Before the 14th century, surnames changed with every generation. The obvious ones; John had a son named Will, he would be Will Johnson. However, when this Will had a son called John, he would be known as John Willson.
The barons of Normandy used their homelands for identification such as Henry de Perci, but it was about 1360 before they formerly took up the surname of Percy. So what am I twittering on about?
The Turnbull name is quite unique, as it is the ONLY name that can be traced back to a specific date. There is documented evidence that King Robert bestowed lands in Phillipshaugh to a William of Rule, naming him Sir William Turnebull, on August 15th 1315.
This also knocks on the head, the theory that the name came from the French Turnbouf, which did not exist until 100 years later, when some of the Scots fled to France to fight against the English. - Albert Turnbull, 2008
Turnbull Name Migration to Europe
The Scot surname Turnbull went to Germany, specifically Prussia, in the 15th century. They went as mercenary soldiers and/or merchants. Over the decades, the spelling was Germanized to Tormuel. Some two hundred years after the original migration, a descendant was Aibrecht Drommel, who lived in Tilsit. East Prussia around 1679. He was, of course, completely German.
But the most important migration of Turnbulls was to France. Starting in the fifteenth century, and as part of the "Auld Alliance" to help the French king reconquer France from the English, a large number of Scottish soldiers migrated. Joan of Arc was involved in the early fight to drive out the English.
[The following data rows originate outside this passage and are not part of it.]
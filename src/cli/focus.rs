//! zen focus command implementations.

use chrono::{DateTime, Utc};
use serde::Serialize;

use super::{resolve_project, Context, FocusCommands};
use crate::error::{Error, Result};
use crate::model::FocusSession;
use crate::output::{emit_success, HumanOutput};
use crate::scoring;

#[derive(Serialize)]
struct FocusListOutput<'a> {
    total: usize,
    active: Option<&'a FocusSession>,
    sessions: Vec<&'a FocusSession>,
}

#[derive(Serialize)]
struct FocusNextOutput<'a> {
    suggestion: Option<scoring::FocusCandidate<'a>>,
}

pub fn run(ctx: &mut Context, command: FocusCommands, now: DateTime<Utc>) -> Result<()> {
    match command {
        FocusCommands::Start { project, task } => run_start(ctx, &project, task, now),
        FocusCommands::End { id, completed } => run_end(ctx, id, completed, now),
        FocusCommands::List { limit } => run_list(ctx, limit),
        FocusCommands::Next => run_next(ctx, now),
    }
}

fn run_start(ctx: &mut Context, reference: &str, task_id: Option<u64>, now: DateTime<Utc>) -> Result<()> {
    let project_id = resolve_project(&ctx.session, reference)?;
    let id = ctx
        .session
        .start_focus(project_id, task_id, now)
        .ok_or(Error::TaskNotFound {
            project: project_id,
            task: task_id.unwrap_or_default(),
        })?;
    ctx.save_sessions();

    let session = ctx
        .session
        .sessions()
        .iter()
        .find(|s| s.id == id)
        .ok_or(Error::SessionNotFound(id))?;
    let mut human = HumanOutput::new("Focus session started");
    human.push_summary("id", id.to_string());
    human.push_next_step("zen focus end --completed");
    emit_success(ctx.output, "focus start", session, Some(&human))
}

fn run_end(ctx: &mut Context, id: Option<u64>, completed: bool, now: DateTime<Utc>) -> Result<()> {
    let id = match id {
        Some(id) => id,
        None => ctx
            .session
            .active_focus()
            .map(|s| s.id)
            .ok_or_else(|| Error::InvalidArgument("no focus session is running".to_string()))?,
    };
    let session = ctx
        .session
        .end_focus(id, completed, now)
        .ok_or(Error::SessionNotFound(id))?;
    ctx.save_sessions();

    let mut human = HumanOutput::new("Focus session ended");
    human.push_summary("duration", format!("{:.1} min", session.minutes()));
    human.push_summary("completed", completed.to_string());
    emit_success(ctx.output, "focus end", &session, Some(&human))
}

fn run_list(ctx: &mut Context, limit: usize) -> Result<()> {
    let sessions: Vec<&FocusSession> = ctx.session.sessions().iter().rev().take(limit).collect();

    let mut human = HumanOutput::new("Focus sessions");
    human.push_summary("total", ctx.session.sessions().len().to_string());
    for session in &sessions {
        let state = match (session.end_time, session.was_completed) {
            (None, _) => "running",
            (Some(_), true) => "completed",
            (Some(_), false) => "ended",
        };
        human.push_detail(format!(
            "{} [{}] client {} {} {:.1} min",
            session.id,
            session.start_time.format("%Y-%m-%d %H:%M"),
            session.project_id,
            state,
            session.minutes()
        ));
    }

    let output = FocusListOutput {
        total: ctx.session.sessions().len(),
        active: ctx.session.active_focus(),
        sessions,
    };
    emit_success(ctx.output, "focus list", &output, Some(&human))
}

fn run_next(ctx: &mut Context, now: DateTime<Utc>) -> Result<()> {
    let suggestion = scoring::find_best_focus_task(ctx.session.projects(), now);

    let human = match &suggestion {
        Some(candidate) => {
            let mut human = HumanOutput::new(format!("Focus on: {}", candidate.task.title));
            human.push_summary("client", candidate.project_name);
            human.push_summary("score", format!("{:.0}", candidate.score));
            human.push_next_step(format!(
                "zen focus start {} --task {}",
                candidate.project_id, candidate.task.id
            ));
            human
        }
        None => HumanOutput::new("Nothing open to focus on"),
    };
    emit_success(ctx.output, "focus next", &FocusNextOutput { suggestion }, Some(&human))
}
After the fighting had subsided the French king gave out land as the reward to his Scottish followers. The Turnbulls were among these, and married French wives. One of the branches became Tournebulle, and a French descendant was Stephan Tournebulle, who in 1507 was the procurator of the "Scottish Nation" at the University of Orleans. Orleans was where Joan of Arc and her Scoto/French forces had fought the English.
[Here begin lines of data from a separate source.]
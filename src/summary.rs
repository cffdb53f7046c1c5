//! Status-count summary rendering.

use std::fmt::Write;

use crate::model::StatusCounts;

const TITLE: &str = "Task Status";
const HEADERS: [&str; 2] = ["Status", "Count"];

/// Output format of `summary`.
#[derive(Debug, Clone, Copy, Default, PartialEq, Eq, clap::ValueEnum)]
pub enum SummaryFormat {
    /// Boxed two-column table.
    #[default]
    Table,
    /// `status<TAB>count` lines.
    Tsv,
}

/// Render non-zero status counts in lifecycle order.
pub fn render_summary(counts: &StatusCounts, format: SummaryFormat) -> String {
    let rows: Vec<(String, String)> = counts
        .non_zero()
        .into_iter()
        .map(|(status, n)| (status.to_string(), n.to_string()))
        .collect();

    match format {
        SummaryFormat::Tsv => rows
            .iter()
            .map(|(status, count)| format!("{status}\t{count}\n"))
            .collect(),
        SummaryFormat::Table => render_table(&rows),
    }
}

fn render_table(rows: &[(String, String)]) -> String {
    let status_width = rows
        .iter()
        .map(|(s, _)| s.len())
        .chain([HEADERS[0].len()])
        .max()
        .unwrap_or(0);
    let count_width = rows
        .iter()
        .map(|(_, c)| c.len())
        .chain([HEADERS[1].len()])
        .max()
        .unwrap_or(0);

    // Borders plus one space of padding on each side of a cell.
    let total_width = status_width + count_width + 7;
    let rule = |left: char, mid: char, right: char| {
        format!(
            "{left}{}{mid}{}{right}\n",
            "─".repeat(status_width + 2),
            "─".repeat(count_width + 2)
        )
    };

    let mut out = String::new();
    let _ = writeln!(out, "{}", center(TITLE, total_width).trim_end());
    out.push_str(&rule('┌', '┬', '┐'));
    let _ = writeln!(
        out,
        "│ {} │ {:<count_width$} │",
        center(HEADERS[0], status_width),
        HEADERS[1]
    );
    out.push_str(&rule('├', '┼', '┤'));
    for (status, count) in rows {
        let _ = writeln!(
            out,
            "│ {} │ {count:<count_width$} │",
            center(status, status_width)
        );
    }
    out.push_str(&rule('└', '┴', '┘'));
    out
}

/// Center `text` in `width` columns, extra space going right.
fn center(text: &str, width: usize) -> String {
    let pad = width.saturating_sub(text.chars().count());
    let left = pad / 2;
    format!("{}{text}{}", " ".repeat(left), " ".repeat(pad - left))
}
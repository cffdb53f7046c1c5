use std::path::{Path, PathBuf};
use std::sync::Arc;
use std::time::Duration;

use anyhow::{Context, Result};
use clap::{Args, Parser, Subcommand};

use toad::checker::CompletionChecker;
use toad::config::{DEFAULT_BATCH_SIZE, DEFAULT_FREQUENCY_MINUTES, DEFAULT_MAX_TASKS, SchedulerConfig};
use toad::scheduler::Scheduler;
use toad::seed;
use toad::store::{LibSqlBackend, Store};
use toad::summary::{SummaryFormat, render_summary};

#[derive(Parser)]
#[command(name = "toad", version, about = "Launch and track batch jobs rendered from a template")]
struct Cli {
    #[command(subcommand)]
    command: Commands,
}

#[derive(Subcommand)]
enum Commands {
    /// Store a template and create one pending task per entry
    Init {
        /// Database file
        database: PathBuf,
        /// Template file; its file name becomes the template name
        #[arg(long)]
        template: PathBuf,
        /// Entry name (repeatable)
        #[arg(long = "entry")]
        entries: Vec<String>,
        /// File with one entry per line
        #[arg(long)]
        entries_file: Option<PathBuf>,
    },
    /// Replace a stored template's content with the file's
    UpdateTemplate {
        database: PathBuf,
        template: PathBuf,
    },
    /// Launch one batch of pending tasks
    Run {
        database: PathBuf,
        #[arg(long, default_value_t = DEFAULT_BATCH_SIZE)]
        batch_size: usize,
        #[command(flatten)]
        timeouts: Timeouts,
    },
    /// Run the check script on every running task
    Check {
        database: PathBuf,
        #[arg(long, env = "TOAD_CHECK_SCRIPT")]
        check_script: PathBuf,
        #[command(flatten)]
        timeouts: Timeouts,
    },
    /// Number of tasks per status
    Summary {
        database: PathBuf,
        #[arg(long, value_enum, default_value_t = SummaryFormat::Table)]
        format: SummaryFormat,
    },
    /// Check and launch in cycles until no task is pending
    Daemon {
        database: PathBuf,
        #[arg(long, env = "TOAD_CHECK_SCRIPT")]
        check_script: PathBuf,
        /// Maximum number of running tasks
        #[arg(long, default_value_t = DEFAULT_MAX_TASKS, env = "TOAD_MAX_TASKS")]
        max_tasks: usize,
        /// Minutes to sleep between cycles
        #[arg(long, default_value_t = DEFAULT_FREQUENCY_MINUTES, env = "TOAD_FREQUENCY_MIN")]
        frequency: u64,
        #[command(flatten)]
        timeouts: Timeouts,
    },
}

#[derive(Args)]
struct Timeouts {
    /// Kill a launch command after this many seconds
    #[arg(long, env = "TOAD_LAUNCH_TIMEOUT_SECS")]
    launch_timeout: Option<u64>,
    /// Kill a checker invocation after this many seconds
    #[arg(long, env = "TOAD_CHECK_TIMEOUT_SECS")]
    check_timeout: Option<u64>,
}

impl Timeouts {
    fn apply(&self, config: SchedulerConfig) -> SchedulerConfig {
        config
            .with_launch_timeout(self.launch_timeout.map(Duration::from_secs))
            .with_check_timeout(self.check_timeout.map(Duration::from_secs))
    }
}

async fn open_store(path: &Path) -> Result<Arc<dyn Store>> {
    let db = LibSqlBackend::new_local(path)
        .await
        .with_context(|| format!("Failed to open database at {}", path.display()))?;
    Ok(Arc::new(db))
}

#[tokio::main]
async fn main() -> Result<()> {
    tracing_subscriber::fmt()
        .with_env_filter(
            tracing_subscriber::EnvFilter::try_from_default_env()
                .unwrap_or_else(|_| tracing_subscriber::EnvFilter::new("info")),
        )
        .with_target(false)
        .with_writer(std::io::stderr)
        .init();

    match Cli::parse().command {
        Commands::Init {
            database,
            template,
            entries,
            entries_file,
        } => {
            let store = open_store(&database).await?;
            let report =
                seed::init_from_files(store.as_ref(), &template, &entries, entries_file.as_deref())
                    .await
                    .context("Seeding failed")?;
            eprintln!(
                "Template '{}' stored, {} task(s) created",
                report.template.name, report.tasks_created
            );
        }

        Commands::UpdateTemplate { database, template } => {
            let store = open_store(&database).await?;
            let updated = seed::update_template_from_file(store.as_ref(), &template)
                .await
                .context("Template update failed")?;
            eprintln!("Done");
            println!("{}", updated.content);
        }

        Commands::Run {
            database,
            batch_size,
            timeouts,
        } => {
            let store = open_store(&database).await?;
            let scheduler = Scheduler::new(store, timeouts.apply(SchedulerConfig::default()))?;
            let report = scheduler.launch_pending(batch_size).await?;
            eprintln!(
                "Launched {} task(s), {} failed to launch",
                report.launched, report.errored
            );
        }

        Commands::Check {
            database,
            check_script,
            timeouts,
        } => {
            let store = open_store(&database).await?;
            let config = timeouts.apply(SchedulerConfig::default().with_checker(check_script));
            let scheduler = Scheduler::new(store, config)?;
            let checker = scheduler.script_checker()?;
            let report = scheduler.check_running(&checker).await?;
            eprintln!(
                "Checked {}: {} running, {} completed, {} error",
                report.checked, report.still_running, report.completed, report.errored
            );
        }

        Commands::Summary { database, format } => {
            let store = open_store(&database).await?;
            let counts = store.status_counts().await?;
            print!("{}", render_summary(&counts, format));
        }

        Commands::Daemon {
            database,
            check_script,
            max_tasks,
            frequency,
            timeouts,
        } => {
            let store = open_store(&database).await?;
            let config = timeouts.apply(
                SchedulerConfig::default()
                    .with_max_tasks(max_tasks)
                    .with_frequency_minutes(frequency)
                    .with_checker(check_script),
            );
            let scheduler = Scheduler::new(store, config)?;
            let checker = scheduler.script_checker()?;
            checker
                .ensure_available()
                .await
                .context("Check script is not usable")?;

            eprintln!("🐸 Toad v{}", env!("CARGO_PKG_VERSION"));
            eprintln!("   Database: {}", database.display());
            eprintln!("   Checker: {}", checker.path().display());
            eprintln!("   Max tasks: {}", max_tasks);
            eprintln!("   Frequency: {} min\n", frequency);

            tokio::select! {
                result = scheduler.run(&checker) => {
                    let report = result?;
                    eprintln!(
                        "No pending tasks left after {} cycle(s): {} launched, {} completed, {} error",
                        report.cycles, report.launched, report.completed, report.errored
                    );
                }
                _ = tokio::signal::ctrl_c() => {
                    eprintln!("Interrupted, progress so far is saved");
                }
            }
        }
    }

    Ok(())
}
Another branch of the family settled in Normandy, where the spelling became Tournebu or Turnebu. A French descendant of this branch was Adriaen Tournebu, (1512-1565) a Hellenic scholar. Of this man, John Hill Burton in rFhe Scot Abroad (1898) said "a learned French professor, whose French name was Tourneboeuf (actually Tournebu). which some writers maintain was a translation of Turnbull; further they declare him to have been the son of a Scotchman settled in Normandy." George Black in his classic Surnames of Scotland (NY Public Library, 1946) says of the French and Normandy Turnbulls: "Persons of the name settled in France bore (talking of their coat of arms) argent, three bulls heads, couped sable, armed and langued gules, but the Tournebu or Turnebu family in Normandy, who have been claimed as of Scottish origin, had, for arms argent, a bend azure."
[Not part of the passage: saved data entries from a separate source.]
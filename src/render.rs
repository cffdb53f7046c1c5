//! Turns a template's content plus an entry into a command.
//!
//! Templates are Jinja-style (`{{ entry.name }}`) and rendered with strict
//! undefined handling, so a reference to a field the entry does not have is
//! an error instead of an empty string. Compiled templates are cached in the
//! renderer, keyed by the SHA-256 of their content.

use std::collections::HashMap;
use std::sync::RwLock;

use minijinja::{Environment, ErrorKind, UndefinedBehavior, context};
use sha2::{Digest, Sha256};

use crate::error::RenderError;
use crate::model::Entry;

/// Attributes of `entry` visible to templates.
const ENTRY_FIELDS: [&str; 3] = ["id", "name", "created_at"];

/// Global functions minijinja provides without any context.
const BUILTIN_GLOBALS: [&str; 4] = ["range", "dict", "debug", "namespace"];

/// Hex SHA-256 of a template's content.
pub fn cache_key(content: &str) -> String {
    hex::encode(Sha256::digest(content.as_bytes()))
}

enum Lookup {
    Hit,
    Miss,
    Collision,
}

/// Renders template content against entries, compiling each distinct
/// content once.
pub struct TemplateRenderer {
    env: RwLock<Environment<'static>>,
    /// cache key -> content it was compiled from.
    sources: RwLock<HashMap<String, String>>,
}

impl TemplateRenderer {
    pub fn new() -> Self {
        Self {
            env: RwLock::new(strict_environment()),
            sources: RwLock::new(HashMap::new()),
        }
    }

    /// Render `content` for `entry`. Identical inputs always give identical output.
    pub fn render(&self, content: &str, entry: &Entry) -> Result<String, RenderError> {
        let key = cache_key(content);

        match self.lookup(&key, content) {
            Lookup::Hit => {}
            Lookup::Miss => self.compile(&key, content)?,
            Lookup::Collision => {
                tracing::warn!(key = %key, "Template cache key collision, rendering uncached");
                let env = strict_environment();
                let template = env
                    .template_from_str(content)
                    .map_err(|e| RenderError::Syntax(e.to_string()))?;
                return render_template(&template, entry);
            }
        }

        let env = self.env.read().unwrap_or_else(|e| e.into_inner());
        let template = env
            .get_template(&key)
            .map_err(|e| RenderError::Syntax(e.to_string()))?;
        render_template(&template, entry)
    }

    /// Number of distinct contents compiled so far.
    pub fn cached_templates(&self) -> usize {
        self.sources.read().unwrap_or_else(|e| e.into_inner()).len()
    }

    fn lookup(&self, key: &str, content: &str) -> Lookup {
        let sources = self.sources.read().unwrap_or_else(|e| e.into_inner());
        match sources.get(key) {
            Some(cached) if cached == content => Lookup::Hit,
            Some(_) => Lookup::Collision,
            None => Lookup::Miss,
        }
    }

    fn compile(&self, key: &str, content: &str) -> Result<(), RenderError> {
        let mut env = self.env.write().unwrap_or_else(|e| e.into_inner());
        env.add_template_owned(key.to_string(), content.to_string())
            .map_err(|e| RenderError::Syntax(e.to_string()))?;
        self.sources
            .write()
            .unwrap_or_else(|e| e.into_inner())
            .insert(key.to_string(), content.to_string());
        tracing::debug!(key = %key, "Compiled template");
        Ok(())
    }
}

impl Default for TemplateRenderer {
    fn default() -> Self {
        Self::new()
    }
}

fn strict_environment() -> Environment<'static> {
    let mut env = Environment::new();
    env.set_undefined_behavior(UndefinedBehavior::Strict);
    env
}

fn render_template(
    template: &minijinja::Template<'_, '_>,
    entry: &Entry,
) -> Result<String, RenderError> {
    let mut referenced: Vec<String> = template.undeclared_variables(true).into_iter().collect();
    referenced.sort();
    for path in &referenced {
        let mut segments = path.split('.');
        let root = segments.next().unwrap_or(path.as_str());
        if BUILTIN_GLOBALS.contains(&root) {
            continue;
        }
        if root != "entry" {
            return Err(RenderError::UnknownField {
                field: root.to_string(),
            });
        }
        if let Some(field) = segments.next()
            && !ENTRY_FIELDS.contains(&field)
        {
            return Err(RenderError::UnknownField {
                field: field.to_string(),
            });
        }
    }

    template
        .render(context! { entry => entry })
        .map_err(|e| match e.kind() {
            // Attribute lookups below a known field, e.g. `entry.name.x`.
            ErrorKind::UndefinedError => RenderError::UnknownField {
                field: referenced
                    .iter()
                    .find(|p| p.matches('.').count() >= 2)
                    .cloned()
                    .or_else(|| e.detail().map(String::from))
                    .unwrap_or_else(|| "undefined value".to_string()),
            },
            ErrorKind::SyntaxError => RenderError::Syntax(e.to_string()),
            _ => RenderError::Evaluation(e.to_string()),
        })
}

#[cfg(test)]
mod tests {
    use super::*;
    use chrono::{TimeZone, Utc};

    fn entry(name: &str) -> Entry {
        Entry {
            id: 7,
            name: name.to_string(),
            created_at: Utc.with_ymd_and_hms(2024, 3, 1, 12, 0, 0).unwrap(),
        }
    }

    #[test]
    fn renders_entry_fields() {
        let renderer = TemplateRenderer::new();
        let cmd = renderer
            .render("bsub -J {{ entry.name }}-{{ entry.id }} run.sh {{ entry.name }}", &entry("SRR1"))
            .unwrap();
        assert_eq!(cmd, "bsub -J SRR1-7 run.sh SRR1");
    }

    #[test]
    fn rendering_is_deterministic() {
        let renderer = TemplateRenderer::new();
        let content = "echo {{ entry.name | upper }} {{ entry.created_at }}";
        let first = renderer.render(content, &entry("abc")).unwrap();
        let second = renderer.render(content, &entry("abc")).unwrap();
        assert_eq!(first, second);
        assert!(first.starts_with("echo ABC 2024-03-01"));
    }

    #[test]
    fn unknown_field_is_named() {
        let renderer = TemplateRenderer::new();
        let err = renderer
            .render("echo {{ entry.accession }}", &entry("abc"))
            .unwrap_err();
        assert_eq!(
            err,
            RenderError::UnknownField {
                field: "accession".to_string()
            }
        );
    }

    #[test]
    fn unknown_top_level_variable_fails() {
        let renderer = TemplateRenderer::new();
        let err = renderer.render("echo {{ sample }}", &entry("abc")).unwrap_err();
        assert_eq!(
            err,
            RenderError::UnknownField {
                field: "sample".to_string()
            }
        );
    }

    #[test]
    fn builtin_globals_are_allowed() {
        let renderer = TemplateRenderer::new();
        let cmd = renderer
            .render("{% for i in range(2) %}run {{ entry.name }}.{{ i }};{% endfor %}", &entry("s"))
            .unwrap();
        assert_eq!(cmd, "run s.0;run s.1;");
    }

    #[test]
    fn nested_lookup_on_field_names_the_path() {
        let renderer = TemplateRenderer::new();
        let err = renderer
            .render("echo {{ entry.name.accession }}", &entry("abc"))
            .unwrap_err();
        assert_eq!(
            err,
            RenderError::UnknownField {
                field: "entry.name.accession".to_string()
            }
        );
    }

    #[test]
    fn syntax_error_is_reported_and_not_cached() {
        let renderer = TemplateRenderer::new();
        let err = renderer.render("echo {{ entry.name", &entry("abc")).unwrap_err();
        assert!(matches!(err, RenderError::Syntax(_)));
        assert_eq!(renderer.cached_templates(), 0);
    }

    #[test]
    fn one_compilation_per_distinct_content() {
        let renderer = TemplateRenderer::new();
        for name in ["a", "b", "c"] {
            renderer.render("echo {{ entry.name }}", &entry(name)).unwrap();
        }
        assert_eq!(renderer.cached_templates(), 1);

        let other = renderer.render("run {{ entry.name }}", &entry("a")).unwrap();
        assert_eq!(other, "run a");
        assert_eq!(renderer.cached_templates(), 2);
    }

    #[test]
    fn plain_text_passes_through() {
        let renderer = TemplateRenderer::new();
        assert_eq!(renderer.render("exit 3", &entry("a")).unwrap(), "exit 3");
    }

    #[test]
    fn cache_key_is_content_hash() {
        assert_eq!(cache_key("x"), cache_key("x"));
        assert_ne!(cache_key("x"), cache_key("y"));
        assert_eq!(
            cache_key(""),
            "e3b0c44298fc1c149afbf4c8996fb92427ae41e4649b934ca495991b7852b855"
        );
    }
}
The family went to Berry Province (Joan of Arc's scenes of action), where the name became Tourneboeuf. Another source substantiating the claim of Scot ancestry is in Rev. Forbes-Leith magnificent 2 volume Scot Guards + Men at Arms in France (1882, of which the author possesses a copy). On pages 206-207 of volume 0, Forbes-Leith, who was also a Roman Catholic priest, describes the Scot colony that settled in Berry Province C1425. One of the families was Turnbull, and in recent years, 1 have corresponded with the Mayor of Aubigny-sur-mer, who has furnished collaboration of the above, and given some modern traces of the 15th century Scottish presence.
The author Rennie states that the Tournebulles of Champagne Province were likely descended from a Scot, and their name is closer to the original spelling than the Normandy Branch.
Finally, another source which sheds light on the French Turnbulls is Dictionairre de Noblesse de Francaise by M. de St. Simon and Sereville (Paris 1995) listing all the nobility of modern day France, on page 956, the authors state:
Name - de Tournebu
Resident – Normandy
Coat of Arms - As described above by Black
Extraction - Chevaleresque - from mounted knights. Ennobled 1463 and again 1540.
No reference is mentioned here of their Scot descent, although it is nearly certain. So, the Turnbulls established a distinctive presence in France starting out as mercenary allies of the Dauphin and Jeanne D'Arc, and, in later centuries, becoming prominent French nobility, even to the present day.